[Collected data entries]
^^^^^^^^^^^^^^^^
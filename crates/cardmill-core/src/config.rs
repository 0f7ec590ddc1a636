//! Environment configuration for the cardmill service.
//!
//! | Variable | Default | Description |
//! |----------|---------|-------------|
//! | `PORT` | `8080` | HTTP listen port |
//! | `CONFIG_PATH` | `./config.json` | Card catalog file |
//! | `STORAGE_API_BASE` | — | Asset storage API base URL |
//! | `STORAGE_API_KEY` | required | Asset storage API key |
//! | `DATA_FILE_PREFIX` | `` | Key prefix for uploaded data files |
//! | `DATA_FILE_USE_PREFIX` | `false` | Whether the prefix is applied |
//! | `MERGE_CLIENT_ID` | required | Merge service client id |
//! | `MERGE_CLIENT_SECRET` | required | Merge service client secret |
//! | `REDIS_URL` | required | Job store / queue connection URL |
//! | `QUEUE_NAME` | `cardmill` | Queue namespace |
//! | `JOB_PREFIX` | `job:` | Job record key prefix |
//! | `JOB_TTL_SECONDS` | `86400` | Record expiry horizon |
//! | `POLL_INTERVAL_MS` | `2000` | Merge status poll interval |
//! | `POLL_TIMEOUT_MS` | `120000` | Merge status poll deadline |
//! | `FONT_DEST_DIR` | `fonts` | Font destination directory |
//! | `WORKER_CONCURRENCY` | `5` | Concurrent work items, clamped [1,50] |
//! | `WORKER_LIMITER_MAX` | `150` | Ops per limiter window, clamped [1,10000] |
//! | `WORKER_LIMITER_DURATION_MS` | `60000` | Limiter window, clamped [1000,600000] |

use std::time::Duration;

use crate::defaults;
use crate::error::{Error, Result};

/// Parse an env var as an integer clamped to `[min, max]`, using `fallback`
/// when unset or unparseable.
pub fn clamped_env_u64(name: &str, min: u64, max: u64, fallback: u64) -> u64 {
    std::env::var(name)
        .ok()
        .and_then(|v| v.parse::<u64>().ok())
        .unwrap_or(fallback)
        .clamp(min, max)
}

fn env_or(name: &str, fallback: &str) -> String {
    std::env::var(name).unwrap_or_else(|_| fallback.to_string())
}

/// Full service configuration, validated at startup.
#[derive(Debug, Clone)]
pub struct ServiceConfig {
    pub port: u16,
    pub config_path: String,

    pub storage_api_base: String,
    pub storage_api_key: String,
    pub data_file_prefix: Option<String>,

    pub merge_client_id: String,
    pub merge_client_secret: String,

    pub redis_url: String,
    pub queue_name: String,
    pub job_prefix: String,
    pub job_ttl: Duration,

    pub poll_interval: Duration,
    pub poll_timeout: Duration,
    pub font_dest_dir: String,

    pub worker_concurrency: u32,
    pub limiter_max_ops: u32,
    pub limiter_window: Duration,
}

impl ServiceConfig {
    /// Read configuration from the environment.
    ///
    /// Fails with a single `Config` error naming every missing required
    /// variable.
    pub fn from_env() -> Result<Self> {
        let storage_api_key = env_or("STORAGE_API_KEY", "");
        let merge_client_id = env_or("MERGE_CLIENT_ID", "");
        let merge_client_secret = env_or("MERGE_CLIENT_SECRET", "");
        let redis_url = env_or("REDIS_URL", "");

        let mut missing = Vec::new();
        if storage_api_key.is_empty() {
            missing.push("STORAGE_API_KEY");
        }
        if merge_client_id.is_empty() {
            missing.push("MERGE_CLIENT_ID");
        }
        if merge_client_secret.is_empty() {
            missing.push("MERGE_CLIENT_SECRET");
        }
        if redis_url.is_empty() {
            missing.push("REDIS_URL");
        }
        if !missing.is_empty() {
            return Err(Error::Config(format!(
                "missing required env var(s): {}",
                missing.join(", ")
            )));
        }

        let use_prefix = env_or("DATA_FILE_USE_PREFIX", "false").to_lowercase() == "true";
        let prefix = env_or("DATA_FILE_PREFIX", "");
        let data_file_prefix = if use_prefix && !prefix.is_empty() {
            Some(prefix)
        } else {
            None
        };

        Ok(Self {
            port: std::env::var("PORT")
                .ok()
                .and_then(|v| v.parse().ok())
                .unwrap_or(defaults::SERVER_PORT),
            config_path: env_or("CONFIG_PATH", "./config.json"),
            storage_api_base: env_or("STORAGE_API_BASE", "https://api.cc-s3.net"),
            storage_api_key,
            data_file_prefix,
            merge_client_id,
            merge_client_secret,
            redis_url,
            queue_name: env_or("QUEUE_NAME", defaults::QUEUE_NAME),
            job_prefix: env_or("JOB_PREFIX", defaults::JOB_KEY_PREFIX),
            job_ttl: Duration::from_secs(clamped_env_u64(
                "JOB_TTL_SECONDS",
                1,
                u64::MAX,
                defaults::JOB_TTL_SECONDS,
            )),
            poll_interval: Duration::from_millis(clamped_env_u64(
                "POLL_INTERVAL_MS",
                1,
                u64::MAX,
                defaults::POLL_INTERVAL_MS,
            )),
            poll_timeout: Duration::from_millis(clamped_env_u64(
                "POLL_TIMEOUT_MS",
                1,
                u64::MAX,
                defaults::POLL_TIMEOUT_MS,
            )),
            font_dest_dir: env_or("FONT_DEST_DIR", defaults::FONT_DEST_DIR),
            worker_concurrency: clamped_env_u64(
                "WORKER_CONCURRENCY",
                defaults::WORKER_CONCURRENCY_MIN as u64,
                defaults::WORKER_CONCURRENCY_MAX as u64,
                defaults::WORKER_CONCURRENCY as u64,
            ) as u32,
            limiter_max_ops: clamped_env_u64(
                "WORKER_LIMITER_MAX",
                defaults::LIMITER_MAX_OPS_MIN as u64,
                defaults::LIMITER_MAX_OPS_MAX as u64,
                defaults::LIMITER_MAX_OPS as u64,
            ) as u32,
            limiter_window: Duration::from_millis(clamped_env_u64(
                "WORKER_LIMITER_DURATION_MS",
                defaults::LIMITER_WINDOW_MS_MIN,
                defaults::LIMITER_WINDOW_MS_MAX,
                defaults::LIMITER_WINDOW_MS,
            )),
        })
    }
}
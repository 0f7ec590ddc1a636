//! Centralized default constants for the cardmill system.
//!
//! **This module is the single source of truth** for shared default values.
//! All crates reference these constants instead of defining their own magic
//! numbers.

// =============================================================================
// SERVER
// =============================================================================

/// Default HTTP server port.
pub const SERVER_PORT: u16 = 8080;

/// Maximum accepted request body size in bytes.
pub const BODY_LIMIT_BYTES: usize = 4 * 1024 * 1024;

// =============================================================================
// JOB STORE
// =============================================================================

/// Key prefix for job record hashes.
pub const JOB_KEY_PREFIX: &str = "job:";

/// Expiry horizon for job records in seconds. Callers must poll within
/// this window; expired jobs are unrecoverable.
pub const JOB_TTL_SECONDS: u64 = 86_400;

/// Maximum stored length of an error detail excerpt.
pub const ERROR_DETAIL_MAX_CHARS: usize = 4_000;

// =============================================================================
// WORK QUEUE
// =============================================================================

/// Default queue namespace.
pub const QUEUE_NAME: &str = "cardmill";

/// Completed work identities retained before the oldest is evicted.
pub const QUEUE_COMPLETED_RETAIN: usize = 1_000;

/// Failed work identities retained before the oldest is evicted.
pub const QUEUE_FAILED_RETAIN: usize = 5_000;

// =============================================================================
// DISPATCHER
// =============================================================================

/// Default number of concurrently processed work items.
pub const WORKER_CONCURRENCY: u32 = 5;

/// Concurrency clamp bounds.
pub const WORKER_CONCURRENCY_MIN: u32 = 1;
pub const WORKER_CONCURRENCY_MAX: u32 = 50;

/// Default throughput limit: operations per window.
pub const LIMITER_MAX_OPS: u32 = 150;

/// Throughput operation clamp bounds.
pub const LIMITER_MAX_OPS_MIN: u32 = 1;
pub const LIMITER_MAX_OPS_MAX: u32 = 10_000;

/// Default throughput window in milliseconds.
pub const LIMITER_WINDOW_MS: u64 = 60_000;

/// Throughput window clamp bounds in milliseconds.
pub const LIMITER_WINDOW_MS_MIN: u64 = 1_000;
pub const LIMITER_WINDOW_MS_MAX: u64 = 600_000;

/// Polling interval when the queue is empty, in milliseconds.
pub const QUEUE_POLL_INTERVAL_MS: u64 = 500;

// =============================================================================
// RETRY
// =============================================================================

/// Maximum delivery attempts per work item.
pub const MAX_ATTEMPTS: u32 = 3;

/// Base retry backoff in milliseconds; doubles per attempt (3s, 6s, 12s).
pub const BACKOFF_BASE_MS: u64 = 3_000;

// =============================================================================
// MERGE SERVICE
// =============================================================================

/// Interval between merge status polls, in milliseconds.
pub const POLL_INTERVAL_MS: u64 = 2_000;

/// Overall merge polling deadline, in milliseconds.
pub const POLL_TIMEOUT_MS: u64 = 120_000;

/// Destination directory for template fonts inside the merge sandbox.
pub const FONT_DEST_DIR: &str = "fonts";

/// HTTP client timeout for external service calls, in seconds.
pub const HTTP_TIMEOUT_SECS: u64 = 60;

/// Default locale when a request does not specify one.
pub const DEFAULT_LOCALE: &str = "ar";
^^^^^^^^^^^^^^^^
◆ Task goal
Above are the entries; repeat their lines exactly, from the first through the one that contains "Parse an env".

◆ Final answer
filename crates/cardmill-core/src/config.rs
repository 0f7ec590ddc1a636
//! Environment configuration for the cardmill service.
//!
//! | Variable | Default | Description |
//! |----------|---------|-------------|
//! | `PORT` | `8080` | HTTP listen port |
//! | `CONFIG_PATH` | `./config.json` | Card catalog file |
//! | `STORAGE_API_BASE` | — | Asset storage API base URL |
//! | `STORAGE_API_KEY` | required | Asset storage API key |
//! | `DATA_FILE_PREFIX` | `` | Key prefix for uploaded data files |
//! | `DATA_FILE_USE_PREFIX` | `false` | Whether the prefix is applied |
//! | `MERGE_CLIENT_ID` | required | Merge service client id |
//! | `MERGE_CLIENT_SECRET` | required | Merge service client secret |
//! | `REDIS_URL` | required | Job store / queue connection URL |
//! | `QUEUE_NAME` | `cardmill` | Queue namespace |
//! | `JOB_PREFIX` | `job:` | Job record key prefix |
//! | `JOB_TTL_SECONDS` | `86400` | Record expiry horizon |
//! | `POLL_INTERVAL_MS` | `2000` | Merge status poll interval |
//! | `POLL_TIMEOUT_MS` | `120000` | Merge status poll deadline |
//! | `FONT_DEST_DIR` | `fonts` | Font destination directory |
//! | `WORKER_CONCURRENCY` | `5` | Concurrent work items, clamped [1,50] |
//! | `WORKER_LIMITER_MAX` | `150` | Ops per limiter window, clamped [1,10000] |
//! | `WORKER_LIMITER_DURATION_MS` | `60000` | Limiter window, clamped [1000,600000] |

use std::time::Duration;

use crate::defaults;
use crate::error::{Error, Result};

/// Parse an env var as an integer clamped to `[min, max]`, using `fallback`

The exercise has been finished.